Chronic angiotensin II infusion modulates angiotensin II type I receptor expression in the subfornical organ and the rostral ventrolateral medulla in hypertensive rats

Blood-borne angiotensin II (Ang II) has profound effects on the central nervous system, including regulation of vasopressin secretion and modulation of sympathetic outflow. However, the mechanism by which circulating Ang II affects the central nervous system remains largely unknown. We tested the hypothesis that increased circulating levels of Ang II activate angiotensin type I (AT(1)) receptors in the subfornical organ (SFO), increasing the Ang II signalling in the rostral ventrolateral medulla (RVLM). Male Wistar rats were subcutaneously implanted with two 14-day osmotic minipumps filled with Ang II (150ng/kg/minute), Losartan (10mg/kg/day), or saline.

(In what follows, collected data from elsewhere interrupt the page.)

//! Frame codec for the sweep board's serial protocol.
//!
//! Every message, in both directions, is framed as
//! `SYNC | code | len (u16 LE) | payload | checksum`, where the checksum is the
//! XOR of the code byte, both length bytes and every payload byte.
use std::io::{Read, Write};

use crate::drivers::error::ProtocolError;

pub const SYNC: u8 = 0x7E;
pub const MAX_PAYLOAD: usize = 4096;

mod code {
    pub const HANDSHAKE: u8 = 0x01;
    pub const VERSION: u8 = 0x02;
    pub const SET_START_FREQ: u8 = 0x03;
    pub const SET_STOP_FREQ: u8 = 0x04;
    pub const SET_NUM_POINTS: u8 = 0x05;
    pub const SET_AMPLITUDE: u8 = 0x06;
    pub const START_SWEEP: u8 = 0x07;
    pub const SLEEP: u8 = 0x08;
    pub const WAKE: u8 = 0x09;
    pub const RESET: u8 = 0x0A;

    pub const OK: u8 = 0x80;
    pub const SEND_DATA: u8 = 0x81;
    pub const HANDSHAKE_ECHO: u8 = 0x82;
    pub const VERSION_REPLY: u8 = 0x83;
    pub const ERROR: u8 = 0xE0;
}

/// Host to device.
#[derive(Clone, Debug, PartialEq, Eq)]
pub enum Command {
    Handshake(u32),
    Version,
    SetStartFreq(u32),
    SetStopFreq(u32),
    SetNumPoints(u32),
    SetAmplitude(u16),
    StartSweep,
    Sleep,
    Wake,
    Reset,
}

/// Device to host.
#[derive(Clone, Debug, PartialEq, Eq)]
pub enum Response {
    Ok,
    SendData(Vec<u16>),
    HandshakeEcho(u32),
    Version(String),
    Error(u8),
}

impl Command {
    fn code(&self) -> u8 {
        match self {
            Command::Handshake(_) => code::HANDSHAKE,
            Command::Version => code::VERSION,
            Command::SetStartFreq(_) => code::SET_START_FREQ,
            Command::SetStopFreq(_) => code::SET_STOP_FREQ,
            Command::SetNumPoints(_) => code::SET_NUM_POINTS,
            Command::SetAmplitude(_) => code::SET_AMPLITUDE,
            Command::StartSweep => code::START_SWEEP,
            Command::Sleep => code::SLEEP,
            Command::Wake => code::WAKE,
            Command::Reset => code::RESET,
        }
    }

    fn payload(&self) -> Vec<u8> {
        match self {
            Command::Handshake(v)
            | Command::SetStartFreq(v)
            | Command::SetStopFreq(v)
            | Command::SetNumPoints(v) => v.to_le_bytes().to_vec(),
            Command::SetAmplitude(v) => v.to_le_bytes().to_vec(),
            Command::Version
            | Command::StartSweep
            | Command::Sleep
            | Command::Wake
            | Command::Reset => Vec::new(),
        }
    }

    pub fn encode(&self) -> Vec<u8> {
        encode_frame(self.code(), &self.payload())
    }

    /// Parse a command frame body. Used by simulated boards.
    pub fn decode(code: u8, payload: &[u8]) -> Result<Self, ProtocolError> {
        let cmd = match code {
            code::HANDSHAKE => Command::Handshake(read_u32(payload, "handshake")?),
            code::VERSION => Command::Version,
            code::SET_START_FREQ => Command::SetStartFreq(read_u32(payload, "start frequency")?),
            code::SET_STOP_FREQ => Command::SetStopFreq(read_u32(payload, "stop frequency")?),
            code::SET_NUM_POINTS => Command::SetNumPoints(read_u32(payload, "point count")?),
            code::SET_AMPLITUDE => {
                let bytes: [u8; 2] = payload.try_into().map_err(|_| ProtocolError::Malformed {
                    what: "amplitude",
                    len: payload.len(),
                })?;
                Command::SetAmplitude(u16::from_le_bytes(bytes))
            }
            code::START_SWEEP => Command::StartSweep,
            code::SLEEP => Command::Sleep,
            code::WAKE => Command::Wake,
            code::RESET => Command::Reset,
            other => return Err(ProtocolError::Unrecognized(other)),
        };
        Ok(cmd)
    }
}

impl Response {
    /// Short form for logs and errors; sample payloads are reduced to a count.
    pub fn summary(&self) -> String {
        match self {
            Response::SendData(samples) => format!("SendData({} samples)", samples.len()),
            other => format!("{other:?}"),
        }
    }

    fn code(&self) -> u8 {
        match self {
            Response::Ok => code::OK,
            Response::SendData(_) => code::SEND_DATA,
            Response::HandshakeEcho(_) => code::HANDSHAKE_ECHO,
            Response::Version(_) => code::VERSION_REPLY,
            Response::Error(_) => code::ERROR,
        }
    }

    pub fn encode(&self) -> Vec<u8> {
        let payload = match self {
            Response::Ok => Vec::new(),
            Response::SendData(samples) => samples.iter().flat_map(|s| s.to_le_bytes()).collect(),
            Response::HandshakeEcho(v) => v.to_le_bytes().to_vec(),
            Response::Version(s) => s.as_bytes().to_vec(),
            Response::Error(c) => vec![*c],
        };
        encode_frame(self.code(), &payload)
    }

    pub fn decode(code: u8, payload: &[u8]) -> Result<Self, ProtocolError> {
        let resp = match code {
            code::OK => Response::Ok,
            code::SEND_DATA => {
                if payload.len() % 2 != 0 {
                    return Err(ProtocolError::Malformed {
                        what: "sample",
                        len: payload.len(),
                    });
                }
                Response::SendData(
                    payload
                        .chunks_exact(2)
                        .map(|c| u16::from_le_bytes([c[0], c[1]]))
                        .collect(),
                )
            }
            code::HANDSHAKE_ECHO => Response::HandshakeEcho(read_u32(payload, "handshake echo")?),
            code::VERSION_REPLY => Response::Version(String::from_utf8_lossy(payload).into_owned()),
            code::ERROR => Response::Error(payload.first().copied().unwrap_or(0)),
            other => return Err(ProtocolError::Unrecognized(other)),
        };
        Ok(resp)
    }
}

fn read_u32(payload: &[u8], what: &'static str) -> Result<u32, ProtocolError> {
    let bytes: [u8; 4] = payload.try_into().map_err(|_| ProtocolError::Malformed {
        what,
        len: payload.len(),
    })?;
    Ok(u32::from_le_bytes(bytes))
}

fn checksum(code: u8, len: [u8; 2], payload: &[u8]) -> u8 {
    payload.iter().fold(code ^ len[0] ^ len[1], |acc, b| acc ^ b)
}

pub fn encode_frame(code: u8, payload: &[u8]) -> Vec<u8> {
    let len = (payload.len() as u16).to_le_bytes();
    let mut out = Vec::with_capacity(payload.len() + 5);
    out.push(SYNC);
    out.push(code);
    out.extend_from_slice(&len);
    out.extend_from_slice(payload);
    out.push(checksum(code, len, payload));
    out
}

/// Read one frame, returning its code and payload after sync/checksum validation.
pub fn read_frame<R: Read + ?Sized>(reader: &mut R) -> Result<(u8, Vec<u8>), ProtocolError> {
    let mut header = [0u8; 4];
    reader.read_exact(&mut header)?;
    if header[0] != SYNC {
        return Err(ProtocolError::BadSync(header[0]));
    }
    let code = header[1];
    let len_bytes = [header[2], header[3]];
    let len = u16::from_le_bytes(len_bytes) as usize;
    if len > MAX_PAYLOAD {
        return Err(ProtocolError::PayloadTooLong(len));
    }
    let mut payload = vec![0u8; len];
    reader.read_exact(&mut payload)?;
    let mut trailer = [0u8; 1];
    reader.read_exact(&mut trailer)?;
    let expected = checksum(code, len_bytes, &payload);
    if trailer[0] != expected {
        return Err(ProtocolError::Checksum {
            expected,
            actual: trailer[0],
        });
    }
    Ok((code, payload))
}

pub fn read_response<R: Read + ?Sized>(reader: &mut R) -> Result<Response, ProtocolError> {
    let (code, payload) = read_frame(reader)?;
    Response::decode(code, &payload)
}

pub fn write_command<W: Write + ?Sized>(writer: &mut W, cmd: &Command) -> Result<(), ProtocolError> {
    writer.write_all(&cmd.encode())?;
    writer.flush()?;
    Ok(())
}

#[cfg(test)]
mod tests {
    use super::*;
    use std::io::Cursor;

    #[test]
    fn send_data_frame_decodes_samples() {
        let frame = Response::SendData(vec![1, 0x0fff, 512]).encode();
        let resp = read_response(&mut Cursor::new(frame)).unwrap();
        assert_eq!(resp, Response::SendData(vec![1, 0x0fff, 512]));
    }

    #[test]
    fn corrupted_checksum_is_rejected() {
        let mut frame = Command::SetNumPoints(1501).encode();
        let last = frame.len() - 1;
        frame[last] ^= 0xff;
        let err = read_frame(&mut Cursor::new(frame)).unwrap_err();
        assert!(matches!(err, ProtocolError::Checksum { .. }));
        assert!(!err.is_link_failure());
    }

    #[test]
    fn unknown_response_code_is_unrecognized() {
        let frame = encode_frame(0x42, &[]);
        let err = read_response(&mut Cursor::new(frame)).unwrap_err();
        assert!(matches!(err, ProtocolError::Unrecognized(0x42)));
    }

    #[test]
    fn truncated_stream_is_a_link_failure() {
        let frame = Response::Ok.encode();
        let err = read_frame(&mut Cursor::new(&frame[..2])).unwrap_err();
        assert!(err.is_link_failure());
    }

    #[test]
    fn summary_reduces_samples_to_a_count() {
        let resp = Response::SendData(vec![7; 256]);
        assert_eq!(resp.summary(), "SendData(256 samples)");
        assert_eq!(Response::Error(3).summary(), "Error(3)");
    }

    #[test]
    fn command_payloads_decode() {
        let frame = Command::SetAmplitude(2000).encode();
        let (code, payload) = read_frame(&mut Cursor::new(frame)).unwrap();
        assert_eq!(Command::decode(code, &payload).unwrap(), Command::SetAmplitude(2000));
    }
}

In addition, AT(1) receptor mRNA levels in the SFO and RVLM were detected by reverse transcription polymerase chain reaction (RT-PCR). Infusion of Ang II-induced hypertension (134 +/- 10 mmHg vs 98 +/- 9 mmHg, n = 9, p < 0.05), which was blunted by concomitant infusion of Losartan (105 +/- 8 vs 134 +/- 10 mmHg, n = 9, p < 0.05). In addition, hexamethonium produced a greater decrease in blood pressure in Ang II-infused rats. Real time PCR revealed that chronic Ang II infusion induced an increase in AT(1) receptor mRNA levels in the RVLM and a decrease in the SFO. Taken together, using combined in vivo and molecular biology approaches, our data suggest that Ang II-induced hypertension is mediated by an increase in sympathetic nerve activity, which seems to involve up-regulation of AT(1) receptors in the RVLM and down-regulation of AT(1) receptors in the SFO.